Intensive farming is rife across first and third world countries. The industry is driven by raising animals in concentrated, confined spaces in massive numbers, and it’s had a huge impact on the quality of food, soil, air and water.

Chicken factory

To give you an idea, this is how efficient these factories have become. They can take a fertile egg and 4kg of cereal feed and turn it into a 2.4kg chicken in just over four weeks. To put that in context, a chicken fed and raised outdoors reaches maturity in 24 weeks. A 16kg turkey can now be manufactured in around 20 weeks.

In terms of addional impact, when you buy a 500g steak, it’s taken almost 7,000 liters of water and 3kg of feed to produce that small piece of meat. Just let that sink in – how can this be sustainable as we ramp up beef production around the world.

Astonishingly, meat and dairy contribute about 60% of agriculture’s greenhouse gas emissions, and provide only 18% of our calories. That’s staggering.

These environmental consequences and questions of sustainability are of no relevance to the ruthless, hugely profitable, meat producing industry. It’s all about making money and answering to shareholders.

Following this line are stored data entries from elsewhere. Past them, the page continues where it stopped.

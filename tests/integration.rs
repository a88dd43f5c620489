//! Integration test suite for end-to-end scenarios.

#[path = "integration/csv_export.rs"]
mod csv_export;
#[path = "integration/end_to_end.rs"]
mod end_to_end;
mod file_reader;
mod file_writer;

pub use file_reader::FileReader;
pub use file_writer::FileWriter;
// crates/shared-kernel/src/lib.rs
#![allow(clippy::multiple_crate_versions)]

pub use error::{
    ApplicationError, AuthorSlocError, DomainError, DomainResult, ErrorContext,
    InfrastructureError, PresentationError, Result,
};

pub mod error;
pub mod value_objects;

pub use value_objects::{LineCount, SourceCounts};
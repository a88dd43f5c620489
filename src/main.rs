// src/main.rs
#![allow(clippy::multiple_crate_versions)]

use anyhow::Result;
use author_sloc::args::{Args, normalize_legacy_flags};
use author_sloc::config::Config;
use author_sloc::{app, logging};
use clap::Parser;

fn main() -> Result<()> {
    let args = Args::parse_from(normalize_legacy_flags(std::env::args_os()));
    let config = Config::try_from(args)?;
    logging::init(config.verbosity);
    tracing::debug!(?config, version = author_sloc::VERSION, "configuration resolved");

    app::run(&config)?;
    Ok(())
}
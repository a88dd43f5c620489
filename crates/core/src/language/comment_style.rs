// crates/core/src/language/comment_style.rs
//! コメント構文の種類定義

/// コメント構文の種類
#[derive(Debug, Clone, Copy, PartialEq, Eq)]
pub enum CommentStyle {
    /// C系言語: // と /* */
    CStyle,
    /// 単純な Hash スタイル (#) - Shell, Python, YAML, Config系等
    SimpleHash,
    /// コメント構文なし（全ての非空行をコードとして扱う）
    None,
}

impl CommentStyle {
    /// 拡張子から言語のコメントスタイルを判定
    #[must_use]
    pub fn from_extension(ext: &str) -> Self {
        match ext.to_lowercase().as_str() {
            "java" | "c" | "h" | "cpp" | "cc" | "cxx" | "hpp" | "hh" | "cs" | "js" | "mjs"
            | "cjs" | "jsx" | "ts" | "tsx" | "go" | "kt" | "kts" | "scala" | "sc" | "groovy"
            | "gradle" | "swift" | "dart" | "css" | "php" => Self::CStyle,

            "sh" | "bash" | "zsh" | "py" | "pyw" | "rb" | "pl" | "pm" | "yaml" | "yml"
            | "toml" | "r" => Self::SimpleHash,

            _ => Self::None,
        }
    }
}

#[cfg(test)]
mod tests {
    use super::*;

    #[test]
    fn maps_known_extensions() {
        assert_eq!(CommentStyle::from_extension("java"), CommentStyle::CStyle);
        assert_eq!(CommentStyle::from_extension("JAVA"), CommentStyle::CStyle);
        assert_eq!(CommentStyle::from_extension("py"), CommentStyle::SimpleHash);
        assert_eq!(CommentStyle::from_extension("txt"), CommentStyle::None);
        assert_eq!(CommentStyle::from_extension(""), CommentStyle::None);
    }
}
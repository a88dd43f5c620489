use std::path::Path;

use author_sloc_core::{AuthorExtractor, AuthorSummary};
use author_sloc_ports::{
    counting::LineCounter,
    filesystem::{FileEnumerator, ScanPlan, SourceReader},
    progress::ScanObserver,
};
use author_sloc_shared_kernel::{ApplicationError, AuthorSlocError, ErrorContext, Result};
use tracing::{debug, info};

/// Adapters the scan is driven through.
#[derive(Clone, Copy)]
pub struct ScanPorts<'a> {
    pub enumerator: &'a dyn FileEnumerator,
    pub reader: &'a dyn SourceReader,
    pub counter: &'a dyn LineCounter,
    pub observer: &'a dyn ScanObserver,
}

/// Builds the File Table and Author Table for one directory tree.
pub struct SummarizeAuthors<'a> {
    ports: ScanPorts<'a>,
    extractor: AuthorExtractor,
}

impl<'a> SummarizeAuthors<'a> {
    pub fn new(ports: ScanPorts<'a>) -> Result<Self> {
        let extractor = AuthorExtractor::new()?;
        Ok(Self { ports, extractor })
    }

    /// Scans every planned file in enumeration order.
    ///
    /// The first failing file aborts the whole run.
    pub fn run(&self, plan: &ScanPlan) -> Result<AuthorSummary> {
        info!(root = %plan.root.display(), extensions = ?plan.extensions, "scan started");

        let paths = self.ports.enumerator.collect(plan).map_err(|source| {
            ApplicationError::FileCollectionFailed {
                root: plan.root.clone(),
                source: Some(Box::new(source)),
            }
        })?;

        let mut summary = AuthorSummary::new();
        for path in &paths {
            self.scan_file(path, &mut summary)
                .with_context(|| format!("while scanning '{}'", path.display()))?;
        }

        info!(
            files = summary.files.len(),
            authors = summary.authors.len(),
            sloc = %summary.total_code_lines(),
            comment_lines = %summary.total_comment_lines(),
            "scan finished"
        );
        Ok(summary)
    }

    fn scan_file(&self, path: &Path, summary: &mut AuthorSummary) -> Result<()> {
        self.ports.observer.on_file(path)?;

        let contents = self.ports.reader.read_to_string(path)?;
        let authors = self.extractor.extract(&contents);
        drop(contents);

        let counts = self.ports.counter.count(path).map_err(|source| {
            AuthorSlocError::from(ApplicationError::AnalysisFailed {
                path: path.to_path_buf(),
                reason: "line counting failed".to_string(),
                source: Some(Box::new(source)),
            })
        })?;
        debug!(
            path = %path.display(),
            sloc = %counts.code,
            comment_lines = %counts.comment,
            authors = ?authors,
            "file scanned"
        );

        let missing_author = authors.is_empty();
        summary.record_file(path, authors, counts);

        if missing_author {
            info!(path = %path.display(), "no @author tag");
            self.ports.observer.on_missing_author(path)?;
        }
        Ok(())
    }
}
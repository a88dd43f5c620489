// crates/shared-kernel/src/value_objects/mod.rs
pub mod counts;

pub use counts::{LineCount, SourceCounts};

Chicken prices in UK supermarkets

We were in a mainstream UK supermarket recently, and they were selling a whole 2.4kg chicken for £2.00. This chicken will have been bred to full maturity in a shed, crammed in with 50,000 other chickens, in around four weeks.

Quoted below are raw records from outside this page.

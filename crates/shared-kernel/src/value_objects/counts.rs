// crates/shared-kernel/src/value_objects/counts.rs
use std::{
    iter::Sum,
    ops::{Add, AddAssign},
};

/// Number of lines of one classification (code, comment, ...).
#[derive(Debug, Clone, Copy, PartialEq, Eq, PartialOrd, Ord, Hash)]
pub struct LineCount(usize);

impl LineCount {
    #[inline]
    pub const fn new(value: usize) -> Self {
        Self(value)
    }

    #[inline]
    pub const fn zero() -> Self {
        Self(0)
    }

    #[inline]
    pub const fn value(self) -> usize {
        self.0
    }

    #[inline]
    pub const fn is_zero(self) -> bool {
        self.0 == 0
    }

    /// Increments by one; used by classifiers counting line by line.
    #[inline]
    pub fn bump(&mut self) {
        self.0 += 1;
    }
}

impl Default for LineCount {
    fn default() -> Self {
        Self::zero()
    }
}

impl Add for LineCount {
    type Output = Self;

    fn add(self, rhs: Self) -> Self::Output {
        Self(self.0 + rhs.0)
    }
}

impl Add<usize> for LineCount {
    type Output = Self;

    fn add(self, rhs: usize) -> Self::Output {
        Self(self.0 + rhs)
    }
}

impl AddAssign for LineCount {
    fn add_assign(&mut self, rhs: Self) {
        self.0 += rhs.0;
    }
}

impl AddAssign<usize> for LineCount {
    fn add_assign(&mut self, rhs: usize) {
        self.0 += rhs;
    }
}

impl From<usize> for LineCount {
    fn from(value: usize) -> Self {
        Self::new(value)
    }
}

impl From<LineCount> for usize {
    fn from(value: LineCount) -> Self {
        value.0
    }
}

impl PartialEq<usize> for LineCount {
    fn eq(&self, other: &usize) -> bool {
        self.0 == *other
    }
}

impl Sum for LineCount {
    fn sum<I: Iterator<Item = Self>>(iter: I) -> Self {
        iter.fold(Self::zero(), Add::add)
    }
}

impl<'a> Sum<&'a LineCount> for LineCount {
    fn sum<I: Iterator<Item = &'a Self>>(iter: I) -> Self {
        iter.copied().sum()
    }
}

impl Sum<usize> for LineCount {
    fn sum<I: Iterator<Item = usize>>(iter: I) -> Self {
        Self(iter.sum())
    }
}

/// Code and comment line counts reported for one source file.
#[derive(Debug, Default, Clone, Copy, PartialEq, Eq)]
pub struct SourceCounts {
    pub code: LineCount,
    pub comment: LineCount,
}

impl SourceCounts {
    #[inline]
    pub const fn new(code: usize, comment: usize) -> Self {
        Self {
            code: LineCount::new(code),
            comment: LineCount::new(comment),
        }
    }

    /// `code + comment`
    #[inline]
    pub fn total(&self) -> LineCount {
        self.code + self.comment
    }
}

mod display {
    use std::fmt;

    use super::LineCount;

    impl fmt::Display for LineCount {
        fn fmt(&self, f: &mut fmt::Formatter<'_>) -> fmt::Result {
            write!(f, "{}", self.value())
        }
    }
}
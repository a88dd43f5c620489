// crates/ports/src/counting.rs
use std::path::Path;

use author_sloc_shared_kernel::{Result, SourceCounts};

/// Port for counting code and comment lines of one file.
pub trait LineCounter: Send + Sync {
    fn count(&self, path: &Path) -> Result<SourceCounts>;
}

Now compare that price to a butchers in the country side, where they sell genuine free range chickens. The same 2.4kg chicken will probably set you back over £15. But the difference is massive – these chickens taste of chicken and the bones are dense and hard.

Our personal choice

We still eat meat occasionally (a couple times a month), but we pay extra to buy organic, outdoor bred animals. The same goes for our eggs. And we don’t fall for “free range” marketing and branding where the animals are cooped up in enormous sheds with an opening and they can ‘choose’ to go out to roam outdoors at their leisure.

The more we’ve read about animals reared and bred in sheds, the more we’ve moved away from this source of food. The price tag for organic meat is very expensive and we can’t afford to buy it, so we buy good quality meat occasionally, as a treat, and have moved to a predominantly plant based diet.

Months like Veganuary are key to educating people that you can eat great tasting food with no meat in it. My wife and I are foodies. We love good food. We cook all our food from scratch every day and our vegetarian and vegan meals are amazing; full of flavor, taste and texture, and we’re not missing meat all.

We’re trying to do our bit by predominantly eating food from sustainable sources and consuming a largely plant based diet. If more people followed suite, we would see a decline in the amount of cheap meat that’s produced, which would do this planet a massive favour.